DESCRIPTION OF THE TASK. All lines of the material below that include the string "show" are to be copied.
-- Opening Marker --
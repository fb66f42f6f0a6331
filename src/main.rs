use anyhow::Context;
use clap::Parser;
use indicatif::{ProgressBar, ProgressStyle};
use phenotype_match::{cli, config, matcher, scanner, signals};
use phenotype_match_common::{Catalog, RegionTable};
use cli::{Cli, Commands, OutputFormat};
use config::Config;
use matcher::{HybridMatcher, MatchReport, MatcherOptions, SignalStatus};
use signals::SignalSources;
use std::path::{Path, PathBuf};
use std::sync::Arc;
use std::time::Duration;
use tokio_util::sync::CancellationToken;
use tracing_subscriber::EnvFilter;

#[tokio::main]
async fn main() -> anyhow::Result<()> {
    let cli = Cli::parse();
    init_tracing(cli.verbose);

    let config_path = match &cli.config {
        Some(path) => path.clone(),
        None => Config::config_path()?,
    };
    let config = Config::load_from(&config_path)
        .with_context(|| format!("設定の読み込みに失敗: {}", config_path.display()))?;

    match cli.command {
        Commands::Match { image, catalog, top_n, output, format, no_vision } => {
            let matcher = build_matcher(&config, &catalog, no_vision)?;
            let query = scanner::load_query_image(&image, config.max_image_size)?;

            let cancel = cancel_on_ctrl_c();
            let spinner = spinner(&format!("照合中: {}", image.display()))?;
            let result = matcher.match_image(&query, top_n, &cancel).await;
            spinner.finish_and_clear();
            let report = result?;

            match output {
                Some(path) => {
                    write_json(&path, &report)?;
                    println!("✔ 結果を保存: {}", path.display());
                }
                None => match format {
                    OutputFormat::Json => println!("{}", serde_json::to_string_pretty(&report)?),
                    OutputFormat::Table => print_report(&report),
                },
            }
        }

        Commands::Batch { folder, catalog, output, top_n, no_vision } => {
            println!("🔍 phenotype-match - 一括照合\n");

            println!("[1/3] 写真をスキャン中...");
            let images = scanner::scan_folder(&folder)?;
            println!("✔ {}枚の写真を検出\n", images.len());
            if images.is_empty() {
                anyhow::bail!("画像が見つかりません: {}", folder.display());
            }

            println!("[2/3] 照合中...");
            let matcher = build_matcher(&config, &catalog, no_vision)?;
            let paths: Vec<PathBuf> = images.into_iter().map(|i| i.path).collect();
            let total = paths.len();

            let cancel = cancel_on_ctrl_c();
            let spinner = spinner("照合中")?;
            let entries = matcher
                .match_batch(&paths, top_n, &cancel, |i, path| {
                    let name = path.file_name().map(|n| n.to_string_lossy().to_string()).unwrap_or_default();
                    spinner.set_message(format!("[{}/{}] {}", i + 1, total, name));
                })
                .await;
            spinner.finish_and_clear();
            let entries = entries?;

            let failed = entries.iter().filter(|e| e.error.is_some()).count();
            println!("✔ 照合完了（成功 {} / 失敗 {}）\n", entries.len() - failed, failed);

            println!("[3/3] 結果を保存中...");
            let output = output.unwrap_or_else(|| folder.join("matches.json"));
            write_json(&output, &entries)?;
            println!("✔ 結果を保存: {}", output.display());
        }

        Commands::Catalog { file } => {
            let catalog = Catalog::load(&file)
                .with_context(|| format!("カタログの読み込みに失敗: {}", file.display()))?;
            let coverage = catalog.coverage();

            println!("カタログ: {}", file.display());
            println!("  候補数: {}", coverage.total);
            println!("  参照埋め込みあり: {}", coverage.with_embedding);
            println!("  参照計測値あり: {}", coverage.with_measurements);
            if let Err(e) = catalog.validate_embedding_dim(config.embedding_dim) {
                println!("  ⚠ {}", e);
            }
            for candidate in catalog.candidates() {
                println!("  - {} ({}) [{}]", candidate.name, candidate.id, candidate.regions.join(", "));
            }
        }

        Commands::Config { set_api_key, show } => {
            let mut config = config;

            if let Some(key) = set_api_key {
                config.api_key = Some(key);
                config.save_to(&config_path)?;
                println!("✔ APIキーを設定しました");
            }

            if show {
                println!("設定: {}", config_path.display());
                println!("  Visionモデル: {}", config.vision_model);
                println!("  Visionエンドポイント: {}", config.vision_endpoint);
                println!("  ランドマーク: {}", config.landmark_endpoint);
                println!("  埋め込み: {} ({}次元)", config.embedding_endpoint, config.embedding_dim);
                println!(
                    "  タイムアウト: ランドマーク {}s / 埋め込み {}s / Vision {}s / 全体 {}s",
                    config.landmark_timeout_secs,
                    config.embedding_timeout_secs,
                    config.vision_timeout_secs,
                    config.overall_timeout_secs
                );
                println!(
                    "  融合重み: vision {} / embedding {} / measurement {}",
                    config.fusion_weights.vision,
                    config.fusion_weights.embedding,
                    config.fusion_weights.measurement
                );
                println!("  最大画像サイズ: {}px", config.max_image_size);
                println!("  APIキー: {}", if config.get_api_key().is_ok() { "設定済み" } else { "未設定" });
            }
        }
    }

    Ok(())
}

fn init_tracing(verbose: bool) {
    let default = if verbose { "debug" } else { "info" };
    let filter = EnvFilter::try_from_default_env().unwrap_or_else(|_| EnvFilter::new(default));
    tracing_subscriber::fmt()
        .with_env_filter(filter)
        .with_writer(std::io::stderr)
        .with_target(false)
        .init();
}

fn build_matcher(config: &Config, catalog_path: &Path, no_vision: bool) -> anyhow::Result<HybridMatcher> {
    let catalog = Catalog::load(catalog_path)
        .with_context(|| format!("カタログの読み込みに失敗: {}", catalog_path.display()))?;
    catalog.validate_embedding_dim(config.embedding_dim)?;

    let mut sources = SignalSources::from_config(config)?;
    if no_vision {
        sources.vision = None;
    }

    Ok(HybridMatcher::new(
        sources,
        Arc::new(catalog),
        MatcherOptions::from_config(config),
    ))
}

/// Ctrl-C で照合全体をキャンセル
fn cancel_on_ctrl_c() -> CancellationToken {
    let token = CancellationToken::new();
    let child = token.clone();
    tokio::spawn(async move {
        if tokio::signal::ctrl_c().await.is_ok() {
            tracing::warn!("中断を受け付けました");
            child.cancel();
        }
    });
    token
}

fn spinner(message: &str) -> anyhow::Result<ProgressBar> {
    let pb = ProgressBar::new_spinner();
    pb.set_style(ProgressStyle::default_spinner().template("{spinner:.green} [{elapsed_precise}] {msg}")?);
    pb.set_message(message.to_string());
    pb.enable_steady_tick(Duration::from_millis(120));
    Ok(pb)
}

fn write_json<T: serde::Serialize>(path: &Path, value: &T) -> anyhow::Result<()> {
    let content = serde_json::to_string_pretty(value)?;
    std::fs::write(path, content).with_context(|| format!("書き込みに失敗: {}", path.display()))?;
    Ok(())
}

fn status_label(status: &SignalStatus) -> String {
    match status {
        SignalStatus::Present => "✔".to_string(),
        SignalStatus::Absent { reason } => format!("✘ ({})", reason),
    }
}

fn print_report(report: &MatchReport) {
    let regions = RegionTable::builtin();

    println!("画像: {} ({})", report.image, &report.image_digest[..report.image_digest.len().min(12)]);
    println!("  ランドマーク: {}", status_label(&report.signals.landmarks));
    println!("  埋め込み: {}", status_label(&report.signals.embedding));
    println!("  Vision: {}", status_label(&report.signals.vision));
    if let Some(region) = &report.primary_region {
        let group = regions.lookup(region).map(|s| s.group.as_str()).unwrap_or("-");
        println!("  推定地域: {} [{}]", region, group);
    }
    if let Some(analysis) = &report.vision_analysis {
        println!("  所見: {}", analysis);
    }
    println!();

    let fmt = |v: Option<f64>| v.map(|s| format!("{:.3}", s)).unwrap_or_else(|| "-".to_string());
    println!("{:>4}  {:<24} {:>7} {:>7} {:>7} {:>7}", "順位", "候補", "総合", "埋込", "計測", "Vision");
    for r in &report.results {
        println!(
            "{:>4}  {:<24} {:>7.3} {:>7} {:>7} {:>7}",
            r.rank,
            r.candidate_name,
            r.hybrid_score,
            fmt(r.embedding_similarity),
            fmt(r.measurement_similarity),
            r.vision_confidence.map(|c| format!("{:.0}", c)).unwrap_or_else(|| "-".to_string()),
        );
    }

    if !report.unmatched_vision_labels.is_empty() {
        println!("\n⚠ カタログにないラベル: {}", report.unmatched_vision_labels.join(", "));
    }
}
//! Vision 判定をカタログ候補に対応付ける
//!
//! LLM が返した名前を大文字小文字無視の完全一致で候補に戻す。
//! 一致しない名前は捨てて unmatched に残す（呼び出し側でログ出力）。

use crate::catalog::Catalog;
use crate::types::VisionVerdict;
use std::collections::BTreeMap;

/// 候補に対応付いた Vision の意見
#[derive(Debug, Clone, PartialEq)]
pub struct ResolvedVisionMatch {
    /// 0〜1 に換算した confidence
    pub score: f64,
    /// 元の confidence（0〜100）
    pub confidence: f64,
    pub reasoning: Option<String>,
}

#[derive(Debug, Clone, Default)]
pub struct VisionResolution {
    /// カタログ上の位置 → 意見
    pub by_candidate: BTreeMap<usize, ResolvedVisionMatch>,
    pub unmatched: Vec<String>,
}

pub fn resolve_verdict(verdict: &VisionVerdict, catalog: &Catalog) -> VisionResolution {
    let mut resolution = VisionResolution::default();

    for m in &verdict.matches {
        match catalog.position_by_name(&m.name) {
            Some(index) => {
                resolution
                    .by_candidate
                    .entry(index)
                    .or_insert_with(|| ResolvedVisionMatch {
                        score: (m.confidence / 100.0).clamp(0.0, 1.0),
                        confidence: m.confidence,
                        reasoning: m.reasoning.clone(),
                    });
            }
            None => resolution.unmatched.push(m.name.clone()),
        }
    }

    resolution
}
//! ハイブリッド照合のオーケストレーション
//!
//! 3つのシグナルを並行に取得し、欠けたものは欠けたまま融合に渡す。
//! 個別シグナルの失敗・タイムアウトは縮退として扱い、全体のキャンセルと
//! 全体タイムアウトだけが照合そのものを失敗させる。

mod types;

pub use types::{BatchEntry, MatchReport, SignalReport, SignalStatus};

use crate::config::Config;
use crate::error::{MatchError, Result, OVERALL};
use crate::resilience::{guarded, RetryPolicy};
use crate::scanner::{load_query_image, QueryImage};
use crate::signals::SignalSources;
use phenotype_match_common::{
    extract_measurements, rank, Catalog, Embedding, FaceLandmarks, FusionWeights,
    MeasurementSet, MeasurementWeights, QuerySignals, RankOptions, VisionVerdict,
};
use std::path::{Path, PathBuf};
use std::sync::Arc;
use std::time::{Duration, Instant};
use tokio_util::sync::CancellationToken;

/// 照合器の実行パラメータ
#[derive(Debug, Clone)]
pub struct MatcherOptions {
    pub landmark_timeout: Duration,
    pub embedding_timeout: Duration,
    pub vision_timeout: Duration,
    pub overall_timeout: Duration,
    pub retry: RetryPolicy,
    pub vision_top_k: usize,
    pub default_top_n: usize,
    pub max_image_size: u32,
    pub fusion_weights: FusionWeights,
    pub measurement_weights: MeasurementWeights,
}

impl Default for MatcherOptions {
    fn default() -> Self {
        Self::from_config(&Config::default())
    }
}

impl MatcherOptions {
    pub fn from_config(config: &Config) -> Self {
        Self {
            landmark_timeout: config.landmark_timeout(),
            embedding_timeout: config.embedding_timeout(),
            vision_timeout: config.vision_timeout(),
            overall_timeout: config.overall_timeout(),
            retry: RetryPolicy::from_config(config),
            vision_top_k: config.vision_top_k,
            default_top_n: config.default_top_n,
            max_image_size: config.max_image_size,
            fusion_weights: config.fusion_weights,
            measurement_weights: config.measurement_weights,
        }
    }
}

/// カタログは読み込み後変更しないので、複数の照合で共有できる
pub struct HybridMatcher {
    sources: SignalSources,
    catalog: Arc<Catalog>,
    options: MatcherOptions,
}

impl HybridMatcher {
    pub fn new(sources: SignalSources, catalog: Arc<Catalog>, options: MatcherOptions) -> Self {
        Self {
            sources,
            catalog,
            options,
        }
    }

    /// 1枚の画像をカタログと照合
    ///
    /// # Errors
    /// * `Cancelled` - `cancel` が発火した（途中までの結果は破棄）
    /// * `Timeout { signal: "overall", .. }` - 全体タイムアウト
    /// * `InvalidEmbeddingShape` / `Common(..)` - 次元不一致、`NoSignalAvailable` など
    pub async fn match_image(
        &self,
        image: &QueryImage,
        top_n: Option<usize>,
        cancel: &CancellationToken,
    ) -> Result<MatchReport> {
        let overall = self.options.overall_timeout;
        tokio::select! {
            biased;
            _ = cancel.cancelled() => Err(MatchError::Cancelled),
            result = tokio::time::timeout(overall, self.run(image, top_n, cancel)) => match result {
                Ok(r) => r,
                Err(_) => Err(MatchError::Timeout {
                    signal: OVERALL,
                    seconds: overall.as_secs(),
                }),
            },
        }
    }

    /// 画像を順に照合する。1枚ごとの失敗は記録して続行、キャンセルのみ中断
    pub async fn match_batch<F>(
        &self,
        paths: &[PathBuf],
        top_n: Option<usize>,
        cancel: &CancellationToken,
        mut on_progress: F,
    ) -> Result<Vec<BatchEntry>>
    where
        F: FnMut(usize, &Path),
    {
        let mut entries = Vec::with_capacity(paths.len());

        for (i, path) in paths.iter().enumerate() {
            on_progress(i, path);

            let outcome = match load_query_image(path, self.options.max_image_size) {
                Ok(image) => self.match_image(&image, top_n, cancel).await,
                Err(e) => Err(e),
            };

            match outcome {
                Ok(report) => entries.push(BatchEntry {
                    path: path.clone(),
                    report: Some(report),
                    error: None,
                }),
                Err(MatchError::Cancelled) => return Err(MatchError::Cancelled),
                Err(e) => {
                    tracing::warn!(path = %path.display(), error = %e, "照合に失敗");
                    entries.push(BatchEntry {
                        path: path.clone(),
                        report: None,
                        error: Some(e.to_string()),
                    });
                }
            }
        }

        Ok(entries)
    }

    async fn run(
        &self,
        image: &QueryImage,
        top_n: Option<usize>,
        cancel: &CancellationToken,
    ) -> Result<MatchReport> {
        let started = Instant::now();
        let labels = self.catalog.labels();

        let (landmarks, embedding, vision) = tokio::join!(
            self.gather_landmarks(image, cancel),
            self.gather_embedding(image, cancel),
            self.gather_vision(image, &labels, cancel),
        );

        let (landmarks, landmark_status) = settle("landmarks", landmarks)?;
        let (embedding, embedding_status) = settle("embedding", embedding)?;
        let (vision, vision_status) = settle("vision", vision)?;

        let (measurements, landmark_status) = match landmarks.map(|l| measure(&l)) {
            Some(m) if m.is_empty() => (None, SignalStatus::absent("計測できる特徴量がありません")),
            other => (other, landmark_status),
        };

        let vision_analysis = vision
            .as_ref()
            .map(|v| v.analysis.trim().to_string())
            .filter(|a| !a.is_empty());
        let primary_region = vision.as_ref().and_then(|v| v.primary_region.clone());

        let query = QuerySignals {
            embedding,
            measurements: measurements.clone(),
            vision,
        };
        let rank_options = RankOptions {
            weights: self.options.fusion_weights,
            measurement_weights: self.options.measurement_weights,
            top_n: Some(top_n.unwrap_or(self.options.default_top_n)),
        };

        let ranking = rank(&query, &self.catalog, &rank_options)?;
        let present_signals = [&landmark_status, &embedding_status, &vision_status]
            .iter()
            .filter(|s| s.is_present())
            .count();

        for label in &ranking.unmatched_vision_labels {
            tracing::warn!(label = %label, "カタログにない Vision ラベルを無視");
        }

        tracing::info!(
            image = %image.path.display(),
            digest = %image.digest,
            results = ranking.results.len(),
            present_signals,
            elapsed_ms = started.elapsed().as_millis() as u64,
            "照合完了"
        );

        Ok(MatchReport {
            image: image.path.display().to_string(),
            image_digest: image.digest.clone(),
            generated_at: chrono::Utc::now().to_rfc3339(),
            signals: SignalReport {
                landmarks: landmark_status,
                embedding: embedding_status,
                vision: vision_status,
            },
            query_measurements: measurements,
            vision_analysis,
            primary_region,
            unmatched_vision_labels: ranking.unmatched_vision_labels,
            scored_candidates: ranking.scored_candidates,
            results: ranking.results,
        })
    }

    async fn gather_landmarks(
        &self,
        image: &QueryImage,
        cancel: &CancellationToken,
    ) -> Option<Result<FaceLandmarks>> {
        let source = self.sources.landmarks.as_ref()?;
        let started = Instant::now();
        let result = guarded(
            "landmarks",
            self.options.landmark_timeout,
            &self.options.retry,
            cancel,
            || source.detect(image),
        )
        .await;
        log_elapsed("landmarks", result.is_ok(), started);
        Some(result)
    }

    async fn gather_embedding(
        &self,
        image: &QueryImage,
        cancel: &CancellationToken,
    ) -> Option<Result<Embedding>> {
        let source = self.sources.embedding.as_ref()?;
        let started = Instant::now();
        let result = guarded(
            "embedding",
            self.options.embedding_timeout,
            &self.options.retry,
            cancel,
            || source.embed(image),
        )
        .await;
        log_elapsed("embedding", result.is_ok(), started);
        Some(result)
    }

    async fn gather_vision(
        &self,
        image: &QueryImage,
        labels: &[&str],
        cancel: &CancellationToken,
    ) -> Option<Result<VisionVerdict>> {
        let source = self.sources.vision.as_ref()?;
        let started = Instant::now();
        let top_k = self.options.vision_top_k;
        let result = guarded(
            "vision",
            self.options.vision_timeout,
            &self.options.retry,
            cancel,
            || source.classify(image, labels, top_k),
        )
        .await;
        log_elapsed("vision", result.is_ok(), started);
        Some(result)
    }
}

/// 未設定・縮退はシグナル欠落として、それ以外はエラーとして返す
fn settle<T>(signal: &'static str, outcome: Option<Result<T>>) -> Result<(Option<T>, SignalStatus)> {
    match outcome {
        None => {
            tracing::debug!(signal, "シグナル未設定");
            Ok((None, SignalStatus::absent("未設定")))
        }
        Some(Ok(value)) => Ok((Some(value), SignalStatus::Present)),
        Some(Err(e)) if e.is_signal_absent() => {
            tracing::warn!(signal, error = %e, "シグナルなしで続行");
            Ok((None, SignalStatus::absent(e.to_string())))
        }
        Some(Err(e)) => Err(e),
    }
}

fn measure(landmarks: &FaceLandmarks) -> MeasurementSet {
    let extraction = extract_measurements(landmarks);
    for omitted in &extraction.omitted {
        tracing::debug!(
            feature = omitted.feature.key(),
            reason = ?omitted.reason,
            "特徴量を省略"
        );
    }
    extraction.measurements
}

fn log_elapsed(signal: &'static str, ok: bool, started: Instant) {
    tracing::debug!(
        signal,
        ok,
        elapsed_ms = started.elapsed().as_millis() as u64,
        "シグナル取得"
    );
}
-- Closing Marker --
RESPONSE FOR THIS EXERCISE.
        Commands::Config { set_api_key, show } => {
            if show {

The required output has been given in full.